__PROBLEM REQUIREMENTS__. In the records below, find the line with "directive used when" and the line with "pub fn extract_url(&self)"; return exactly those lines and every line between them.
───── DATASET EXCERPTS
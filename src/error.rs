// Error taxonomy for one upload attempt. Every variant is recovered by the
// session and shown to the user as a fixed sentence; the underlying cause is
// logged where the error is created, not carried here.

use thiserror::Error;

/// Why an upload attempt ended in `Failed`.
#[derive(Debug, Clone, PartialEq, Eq, Error)]
pub enum UploadError {
    /// The picker produced no file, so no request was sent.
    #[error("Please select a file first.")]
    NoFileSelected,

    /// The service answered with something other than 200.
    #[error("Failed to upload file. Please try again.")]
    ServerRejected { status: u16 },

    /// The request never got a complete response (connection refused, reset...).
    #[error("An error occurred during the upload. Please try again.")]
    TransportFailure,

    /// Anything that went wrong locally: building the request, decoding the body.
    #[error("An error occurred while uploading. Please try again.")]
    ClientSideFailure,
}

impl UploadError {
    /// The sentence rendered in the error area of the view.
    pub fn user_message(&self) -> String {
        self.to_string()
    }
}

#[cfg(test)]
mod tests {
    use super::*;

    #[test]
    fn messages_match_the_fixed_sentences() {
        assert_eq!(UploadError::NoFileSelected.user_message(), "Please select a file first.");
        assert_eq!(
            UploadError::ServerRejected { status: 500 }.user_message(),
            "Failed to upload file. Please try again."
        );
        assert_eq!(
            UploadError::TransportFailure.user_message(),
            "An error occurred during the upload. Please try again."
        );
        assert_eq!(
            UploadError::ClientSideFailure.user_message(),
            "An error occurred while uploading. Please try again."
        );
    }

    #[test]
    fn status_code_does_not_leak_into_message() {
        let msg = UploadError::ServerRejected { status: 418 }.user_message();
        assert!(!msg.contains("418"));
    }
}
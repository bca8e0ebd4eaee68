// What the uploader shows for a given session. Pure: the terminal code in
// `ui` only draws these elements.

use std::path::PathBuf;

use crate::session::{Status, UploadSession};

pub const PROCESSING_MESSAGE: &str = "Processing your file...";

#[derive(Debug, Clone, PartialEq, Eq)]
pub enum Element {
    FilePicker,
    Preview { path: PathBuf, media_type: String },
    /// Progress bar, percentage label and the processing message.
    Processing { percent: u8 },
    Error(String),
    /// Label/value rows of the extracted data table.
    DataTable(Vec<(&'static str, String)>),
}

pub fn render(session: &UploadSession) -> Vec<Element> {
    let mut elements = vec![Element::FilePicker];

    if let Some(preview) = session.preview() {
        elements.push(Element::Preview {
            path: preview.path().to_path_buf(),
            media_type: preview.media_type().to_string(),
        });
    }

    match session.status() {
        Status::Idle => {}
        Status::Uploading { progress } => elements.push(Element::Processing { percent: *progress }),
        Status::Failed { error, .. } => elements.push(Element::Error(error.user_message())),
        Status::Succeeded { fields, .. } => elements.push(Element::DataTable(vec![
            ("Name:", fields.name.clone()),
            ("Passport Number:", fields.passport_number.clone()),
            ("Expiration Date:", fields.expiration_date.clone()),
        ])),
    }
    elements
}
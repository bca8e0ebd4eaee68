// Runtime configuration. Everything comes from environment variables with a
// hard-coded fallback so the binary runs against a local service out of the box.

/// Default location of the extraction service (the Flask dev server port).
pub const DEFAULT_SERVICE_URL: &str = "http://localhost:5000";

/// Fixed path of the extraction endpoint on the service.
pub const EXTRACT_PATH: &str = "/extract-data";

/// Log filter used when neither `RUST_LOG` nor `PASSPORT_EXTRACT_LOG` is set.
pub const DEFAULT_LOG_LEVEL: &str = "warn";

#[derive(Debug, Clone, PartialEq, Eq)]
pub struct Config {
    /// Base URL of the extraction service, without trailing slash.
    pub service_url: String,
    /// `tracing_subscriber::EnvFilter` directive used when `RUST_LOG` is unset.
    pub log_level: String,
}

impl Default for Config {
    fn default() -> Self {
        Self {
            service_url: DEFAULT_SERVICE_URL.to_string(),
            log_level: DEFAULT_LOG_LEVEL.to_string(),
        }
    }
}

impl Config {
    /// Read `EXTRACTION_SERVICE_URL` and `PASSPORT_EXTRACT_LOG`, falling back
    /// to the defaults above.
    pub fn from_env() -> Self {
        Self::from_lookup(|key| std::env::var(key).ok())
    }

    fn from_lookup(lookup: impl Fn(&str) -> Option<String>) -> Self {
        let defaults = Self::default();
        let service_url = lookup("EXTRACTION_SERVICE_URL")
            .filter(|v| !v.trim().is_empty())
            .map(|v| v.trim().trim_end_matches('/').to_string())
            .unwrap_or(defaults.service_url);
        let log_level = lookup("PASSPORT_EXTRACT_LOG")
            .filter(|v| !v.trim().is_empty())
            .unwrap_or(defaults.log_level);
        Self {
            service_url,
            log_level,
        }
    }

    /// Full URL of `POST /extract-data`.
    pub fn extract_url(&self) -> String {
        format!("{}{}", self.service_url, EXTRACT_PATH)
    }
}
──────────
__SOLUTION TO THE PROBLEM__.
    /// `tracing_subscriber::EnvFilter` directive used when `RUST_LOG` is unset.
    pub log_level: String,
}

impl Default for Config {
    fn default() -> Self {
        Self {
            service_url: DEFAULT_SERVICE_URL.to_string(),
            log_level: DEFAULT_LOG_LEVEL.to_string(),
        }
    }
}

impl Config {
    /// Read `EXTRACTION_SERVICE_URL` and `PASSPORT_EXTRACT_LOG`, falling back
    /// to the defaults above.
    pub fn from_env() -> Self {
        Self::from_lookup(|key| std::env::var(key).ok())
    }

    fn from_lookup(lookup: impl Fn(&str) -> Option<String>) -> Self {
        let defaults = Self::default();
        let service_url = lookup("EXTRACTION_SERVICE_URL")
            .filter(|v| !v.trim().is_empty())
            .map(|v| v.trim().trim_end_matches('/').to_string())
            .unwrap_or(defaults.service_url);
        let log_level = lookup("PASSPORT_EXTRACT_LOG")
            .filter(|v| !v.trim().is_empty())
            .unwrap_or(defaults.log_level);
        Self {
            service_url,
            log_level,
        }
    }

    /// Full URL of `POST /extract-data`.
    pub fn extract_url(&self) -> String {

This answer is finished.